I can sort of imagine what it would have looked like on a dyno when it came apart. It has certainly got the factory torque and horsepower with the factory tune and then some. Thanks china, no sarcasm this time!
I can't imagine I pulled the kind of power out of mine that Jeff shows on This dyno. 250 at 15 psi on 91 pump gas. Apples to potatoes, his 57/63 fancy turbo and my speedyracer diesel ct20's clone ect. But if my gauges are anywhere near reliable, and I think they are, I had at least 15psi and probably a bunch more on 91 pump gas. Concervative buttocks dyno says 150 for sure, it would have kept pulling even on three cylinders. If I'd stayed in the throttle it would have came apart in spectacular fashion in excess of 100 mph
It's not in the first post which injectors he is running, post's February of 2006, but I'm sure it could be found he's documented very well. Think he has 30 to 100% more fuel capability than I do at that point, 400-700 ish CC maybe.

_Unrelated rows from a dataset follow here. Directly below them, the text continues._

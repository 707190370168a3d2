//! Application configuration model.
//!
//! Loading lives in the infrastructure layer; this module only defines the
//! shape and defaults.

use serde::{Deserialize, Serialize};
use strum::{Display, EnumString};

pub const DEFAULT_WEBHOOK_URL: &str = "https://shprotto.app.n8n.cloud/webhook/character-selection";
pub const DEFAULT_SOURCE: &str = "miniapp";
pub const DEFAULT_FAVORITES_KEY: &str = "favorite_characters";
pub const DEFAULT_WEBHOOK_TIMEOUT_SECS: u64 = 15;

/// Where the mini-app is running.
///
/// In `Development` the native outbound channel never performs a real send.
#[derive(Debug, Clone, Copy, PartialEq, Eq, Default, Serialize, Deserialize, Display, EnumString)]
#[serde(rename_all = "lowercase")]
#[strum(serialize_all = "lowercase", ascii_case_insensitive)]
pub enum RuntimeEnvironment {
    Development,
    #[default]
    Production,
}

impl RuntimeEnvironment {
    pub fn is_development(self) -> bool {
        matches!(self, Self::Development)
    }
}

/// Webhook endpoint settings.
#[derive(Debug, Clone, PartialEq, Eq, Serialize, Deserialize)]
pub struct WebhookSettings {
    #[serde(default = "default_webhook_url")]
    pub url: String,
    #[serde(default = "default_timeout_secs")]
    pub timeout_secs: u64,
}

fn default_webhook_url() -> String {
    DEFAULT_WEBHOOK_URL.to_string()
}

fn default_timeout_secs() -> u64 {
    DEFAULT_WEBHOOK_TIMEOUT_SECS
}

impl Default for WebhookSettings {
    fn default() -> Self {
        Self {
            url: default_webhook_url(),
            timeout_secs: default_timeout_secs(),
        }
    }
}

/// Root configuration.
#[derive(Debug, Clone, PartialEq, Eq, Serialize, Deserialize)]
pub struct AppConfig {
    #[serde(default)]
    pub environment: RuntimeEnvironment,
    /// Value of the payload `source` field
    #[serde(default = "default_source")]
    pub source: String,
    /// Storage key of the favorites blob
    #[serde(default = "default_favorites_key")]
    pub favorites_key: String,
    #[serde(default)]
    pub webhook: WebhookSettings,
}

fn default_source() -> String {
    DEFAULT_SOURCE.to_string()
}

fn default_favorites_key() -> String {
    DEFAULT_FAVORITES_KEY.to_string()
}

impl Default for AppConfig {
    fn default() -> Self {
        Self {
            environment: RuntimeEnvironment::default(),
            source: default_source(),
            favorites_key: default_favorites_key(),
            webhook: WebhookSettings::default(),
        }
    }
}

#[cfg(test)]
mod tests {
    use super::*;

    #[test]
    fn test_defaults() {
        let config = AppConfig::default();
        assert_eq!(config.environment, RuntimeEnvironment::Production);
        assert_eq!(config.source, "miniapp");
        assert_eq!(config.favorites_key, "favorite_characters");
        assert_eq!(config.webhook.url, DEFAULT_WEBHOOK_URL);
        assert_eq!(config.webhook.timeout_secs, 15);
    }

    #[test]
    fn test_partial_json_fills_defaults() {
        let config: AppConfig =
            serde_json::from_str(r#"{"environment":"development","webhook":{"timeout_secs":3}}"#)
                .unwrap();
        assert!(config.environment.is_development());
        assert_eq!(config.webhook.timeout_secs, 3);
        assert_eq!(config.webhook.url, DEFAULT_WEBHOOK_URL);
    }

    #[test]
    fn test_environment_parse_is_case_insensitive() {
        assert_eq!(
            "Development".parse::<RuntimeEnvironment>().unwrap(),
            RuntimeEnvironment::Development
        );
    }
}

Here is one on CL, says it had a fender bender but there don't seem to be any pictures of it after. It's a looker for sure.. they are out there when you are ready.
I shouldn't do this math much less in public. Call me a masochist I guess, but nobody I get in trouble with reads yotatech and you could add it up if ya looked online. That's cheaper than I am into mine, but mine "comes with" a shop-shed full of engine swapping tools and most of a spare engine.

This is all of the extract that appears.